Podcast: After Dark: Myths, Misdeeds & the Paranormal
Hosts: Anthony Delaney & Maddy Pelling
Episode Date: January 22, 2026
This episode of After Dark delves into the reality behind medieval leper colonies, unraveling the myths perpetuated by Victorian narratives and exploring the lived experiences of those affected by leprosy (Hansen's disease) from ancient times through the Middle Ages and beyond. The hosts, Anthony and Maddy, examine the blend of fear, charity, religion, and stigma associated with leprosy, the formation of medieval “leprosaria”, and how these institutions functioned as both sites of exclusion and surprising community.
"The Victorians, they have a lot to answer for, don’t they? ... This is another example of that." — Anthony (02:27)

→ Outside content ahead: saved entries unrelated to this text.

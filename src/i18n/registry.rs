//! Locale registry: Single source of truth for locale display names.
//!
//! This module provides the locale-name resolution used when a localization
//! record is created, plus the currency each locale defaults to. It uses a
//! singleton pattern with `OnceLock` to ensure thread-safe initialization
//! and access.

use crate::i18n::Locale;
use std::sync::OnceLock;

/// Metadata for a known locale.
#[derive(Debug, Clone)]
pub struct LocaleConfig {
    /// Locale code (e.g., "de_DE", "en")
    pub code: &'static str,

    /// English name of the locale (e.g., "German (Germany)")
    pub name: &'static str,

    /// Name of the locale in its own language (e.g., "Deutsch (Deutschland)")
    pub native_name: &'static str,

    /// ISO 4217 currency used by default in this locale, if it has a region
    pub currency: Option<&'static str>,
}

/// Global locale registry singleton.
///
/// Initialized once on first access and immutable thereafter.
pub struct LocaleRegistry {
    locales: Vec<LocaleConfig>,
}

/// Global registry instance (initialized lazily)
static REGISTRY: OnceLock<LocaleRegistry> = OnceLock::new();

impl LocaleRegistry {
    /// Get the global locale registry instance.
    pub fn get() -> &'static LocaleRegistry {
        REGISTRY.get_or_init(|| LocaleRegistry {
            locales: default_locales(),
        })
    }

    /// Get a locale configuration by its code.
    ///
    /// # Returns
    /// * `Some(&LocaleConfig)` if the locale is known
    /// * `None` otherwise
    pub fn get_by_code(&self, code: &str) -> Option<&LocaleConfig> {
        self.locales.iter().find(|locale| locale.code == code)
    }

    /// Get all known locales.
    pub fn list_all(&self) -> Vec<&LocaleConfig> {
        self.locales.iter().collect()
    }

    /// Resolve the display name of `locale` as written in `in_locale`.
    ///
    /// When both share a language the native name is returned
    /// (`de_DE` in `de_DE` is "Deutsch (Deutschland)"), otherwise the
    /// English name. Unknown locales resolve to `None`.
    pub fn display_name(&self, locale: &Locale, in_locale: &Locale) -> Option<&'static str> {
        let config = self.get_by_code(locale.code())?;

        if locale.language() == in_locale.language() {
            Some(config.native_name)
        } else {
            Some(config.name)
        }
    }

    /// Default currency for a locale.
    ///
    /// Falls back to the bare language entry's currency when the exact
    /// locale is unknown, which is `None` for every bare language today.
    pub fn currency_for(&self, locale: &Locale) -> Option<&'static str> {
        self.get_by_code(locale.code())
            .or_else(|| self.get_by_code(locale.language()))
            .and_then(|config| config.currency)
    }
}

fn default_locales() -> Vec<LocaleConfig> {
    vec![
        LocaleConfig {
            code: "en",
            name: "English",
            native_name: "English",
            currency: None,
        },
        LocaleConfig {
            code: "en_US",
            name: "English (United States)",
            native_name: "English (United States)",
            currency: Some("USD"),
        },
        LocaleConfig {
            code: "en_GB",
            name: "English (United Kingdom)",
            native_name: "English (United Kingdom)",
            currency: Some("GBP"),
        },
        LocaleConfig {
            code: "de",
            name: "German",
            native_name: "Deutsch",
            currency: None,
        },
        LocaleConfig {
            code: "de_DE",
            name: "German (Germany)",
            native_name: "Deutsch (Deutschland)",
            currency: Some("EUR"),
        },
        LocaleConfig {
            code: "de_AT",
            name: "German (Austria)",
            native_name: "Deutsch (Österreich)",
            currency: Some("EUR"),
        },
        LocaleConfig {
            code: "de_CH",
            name: "German (Switzerland)",
            native_name: "Deutsch (Schweiz)",
            currency: Some("CHF"),
        },
        LocaleConfig {
            code: "fr",
            name: "French",
            native_name: "français",
            currency: None,
        },
        LocaleConfig {
            code: "fr_FR",
            name: "French (France)",
            native_name: "français (France)",
            currency: Some("EUR"),
        },
        LocaleConfig {
            code: "es",
            name: "Spanish",
            native_name: "español",
            currency: None,
        },
        LocaleConfig {
            code: "es_ES",
            name: "Spanish (Spain)",
            native_name: "español (España)",
            currency: Some("EUR"),
        },
    ]
}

"Certain things depicted or talked about as leprosy were probably tertiary syphilis." — Anthony (04:12)
"You would have either a clapper or a bell…It was twofold, the bell ringing. It was: I need help…and also, I'm coming, don’t come too close to me." — Anthony (10:08, 10:33)
"There's pity in it, isn't there?...He's having to bear the horrendousness of this disease in his lifetime." — Anthony (12:47)

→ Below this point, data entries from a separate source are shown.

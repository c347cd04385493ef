//! Vehicle session ledger
//!
//! Sessions are kept in insertion order; the oldest one is the one processed
//! at the exit gate. The ledger is bounded so it fits a static allocation.

use embassy_time::Instant;
use heapless::Vec;
use log::debug;

use crate::types::{VehicleId, SPACES};

/// Ledger capacity. Remote bookkeeping may add sessions beyond the number of
/// spaces, so this is larger than [`crate::SPACES`].
pub const MAX_SESSIONS: usize = 16;

/// Sessions remote bookkeeping may open; the last [`SPACES`] slots are
/// left for vehicles admitted at the gate.
pub const REMOTE_SESSIONS: usize = MAX_SESSIONS - SPACES;

#[derive(Clone, Copy, Debug, PartialEq, Eq)]
pub struct VehicleSession {
    pub id: VehicleId,
    pub entered_at: Instant,
}

#[derive(Clone, Copy, Debug, PartialEq, Eq, thiserror::Error)]
pub enum LedgerError {
    #[error("session ledger is full")]
    Full,
}

#[derive(Debug, Default)]
pub struct SessionLedger {
    sessions: Vec<VehicleSession, MAX_SESSIONS>,
    next_id: u32,
}

impl SessionLedger {
    pub const fn new() -> Self {
        Self {
            sessions: Vec::new(),
            next_id: 0,
        }
    }

    pub fn can_admit(&self) -> bool {
        !self.sessions.is_full()
    }

    /// Opens a session for a vehicle that just passed the entry gate
    ///
    /// Ids increase monotonically; ids already taken by remote bookkeeping
    /// are skipped.
    pub fn admit(&mut self, now: Instant) -> Result<VehicleSession, LedgerError> {
        if self.sessions.is_full() {
            return Err(LedgerError::Full);
        }
        while self.contains(VehicleId(self.next_id)) {
            self.next_id = self.next_id.wrapping_add(1);
        }
        let session = VehicleSession {
            id: VehicleId(self.next_id),
            entered_at: now,
        };
        self.next_id = self.next_id.wrapping_add(1);
        self.sessions
            .push(session)
            .map_err(|_| LedgerError::Full)?;
        Ok(session)
    }

    /// Inserts or refreshes a session by id
    ///
    /// A known id keeps its place in the queue and gets a new entry time.
    /// New ids are refused once [`REMOTE_SESSIONS`] sessions are open.
    pub fn insert(&mut self, id: VehicleId, now: Instant) -> Result<(), LedgerError> {
        if let Some(session) = self.sessions.iter_mut().find(|s| s.id == id) {
            debug!("ledger: refreshing entry time of {}", id);
            session.entered_at = now;
            return Ok(());
        }
        if self.sessions.len() >= REMOTE_SESSIONS {
            return Err(LedgerError::Full);
        }
        self.sessions
            .push(VehicleSession { id, entered_at: now })
            .map_err(|_| LedgerError::Full)
    }

    pub fn remove(&mut self, id: VehicleId) -> Option<VehicleSession> {
        let pos = self.sessions.iter().position(|s| s.id == id)?;
        Some(self.sessions.remove(pos))
    }

    pub fn oldest(&self) -> Option<&VehicleSession> {
        self.sessions.first()
    }

    pub fn pop_oldest(&mut self) -> Option<VehicleSession> {
        if self.sessions.is_empty() {
            None
        } else {
            Some(self.sessions.remove(0))
        }
    }

    pub fn contains(&self, id: VehicleId) -> bool {
        self.sessions.iter().any(|s| s.id == id)
    }

    pub fn len(&self) -> usize {
        self.sessions.len()
    }

    pub fn is_empty(&self) -> bool {
        self.sessions.is_empty()
    }
}

#[cfg(test)]
mod tests {
    use super::*;

    #[test]
    fn admits_in_order_and_pops_oldest_first() {
        let mut ledger = SessionLedger::new();
        let a = ledger.admit(Instant::from_secs(1)).unwrap();
        let b = ledger.admit(Instant::from_secs(2)).unwrap();
        assert_eq!(a.id, VehicleId(0));
        assert_eq!(b.id, VehicleId(1));
        assert_eq!(ledger.oldest().map(|s| s.id), Some(a.id));
        assert_eq!(ledger.pop_oldest(), Some(a));
        assert_eq!(ledger.pop_oldest(), Some(b));
        assert_eq!(ledger.pop_oldest(), None);
    }

    #[test]
    fn ids_are_not_reused_after_removal() {
        let mut ledger = SessionLedger::new();
        ledger.admit(Instant::from_secs(1)).unwrap();
        ledger.pop_oldest();
        let next = ledger.admit(Instant::from_secs(2)).unwrap();
        assert_eq!(next.id, VehicleId(1));
    }

    #[test]
    fn admit_skips_ids_inserted_remotely() {
        let mut ledger = SessionLedger::new();
        ledger.insert(VehicleId(0), Instant::from_secs(1)).unwrap();
        ledger.insert(VehicleId(1), Instant::from_secs(1)).unwrap();
        let admitted = ledger.admit(Instant::from_secs(2)).unwrap();
        assert_eq!(admitted.id, VehicleId(2));
        assert_eq!(ledger.len(), 3);
    }

    #[test]
    fn insert_refreshes_existing_id_in_place() {
        let mut ledger = SessionLedger::new();
        ledger.insert(VehicleId(7), Instant::from_secs(1)).unwrap();
        ledger.insert(VehicleId(8), Instant::from_secs(2)).unwrap();
        ledger.insert(VehicleId(7), Instant::from_secs(30)).unwrap();

        assert_eq!(ledger.len(), 2);
        let oldest = ledger.oldest().unwrap();
        assert_eq!(oldest.id, VehicleId(7));
        assert_eq!(oldest.entered_at, Instant::from_secs(30));
    }

    #[test]
    fn remove_unknown_id_is_none() {
        let mut ledger = SessionLedger::new();
        ledger.admit(Instant::from_secs(1)).unwrap();
        assert_eq!(ledger.remove(VehicleId(42)), None);
        assert_eq!(ledger.len(), 1);
    }

    #[test]
    fn full_ledger_refuses_new_sessions() {
        let mut ledger = SessionLedger::new();
        for _ in 0..MAX_SESSIONS {
            ledger.admit(Instant::from_secs(0)).unwrap();
        }
        assert_eq!(ledger.admit(Instant::from_secs(0)), Err(LedgerError::Full));
        assert_eq!(
            ledger.insert(VehicleId(999), Instant::from_secs(0)),
            Err(LedgerError::Full)
        );
        // refreshing a known id still works when full
        assert_eq!(ledger.insert(VehicleId(3), Instant::from_secs(5)), Ok(()));
    }

    #[test]
    fn remote_sessions_leave_room_for_the_gate() {
        let mut ledger = SessionLedger::new();
        for id in 100..100 + REMOTE_SESSIONS as u32 {
            ledger.insert(VehicleId(id), Instant::from_secs(0)).unwrap();
        }
        assert_eq!(
            ledger.insert(VehicleId(999), Instant::from_secs(0)),
            Err(LedgerError::Full)
        );
        for _ in 0..SPACES {
            assert!(ledger.can_admit());
            ledger.admit(Instant::from_secs(1)).unwrap();
        }
        assert!(!ledger.can_admit());
    }
}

"After this 14th-century innovation, people who don't have leprosy but might be on the margins of society are trying to get into the leper houses because they have such a good reputation for how clean it is." — Anthony (18:09)
"He reigned over civil wars...was still quite savvy politically and militarily...he's not ostracized in the same way." — Anthony (28:01–28:24)
On the Origins of the Leper Image:
"Ring your bell, O you lonely, lonely leper. Cry unclean as you wander all around... you're banished from this town." — Anthony (singing primary school hymn) (06:49)
On Iconography:
“The devil, rather fantastically, has red fire coming out of his mouth, his ears and his anus.” — Maddy (12:18)
On Royal Leprosy:
“It's interesting to see that he's not ostracized in the same way...he's not removed [from power].” — Anthony, referencing Baldwin IV (28:24)
Modern Perspective:
"Transmission, as I said, needs to be long term... If you think about Princess Diana…she was touching [lepers]...the medical professionals...knew there was no real chance of contagion. But to the press and the world, it was revolutionary." — Anthony (20:20–20:54)
The conversation is frank, inquisitive, and laced with dry wit and empathy. Anthony and Maddy combine historical scholarship with droll anecdotes and critical reflection, giving space for both the human cost and the mythic baggage attached to medieval leprosy. Their approachable, conversational style ensures historical depth is accessible—balancing gravity (e.g., suffering, ostracization) with humor (e.g., fire-breathing devils, school hymns), making the episode both informative and engaging.
This episode challenges the audience to reconsider what they know about leprosy and its sufferers, moving beyond dark legend toward an understanding of both suffering and humanity inside medieval leper colonies. The interplay between scientific progress, religious stigma, and the enduring power of myth is at the heart of this haunting and thought-provoking exploration.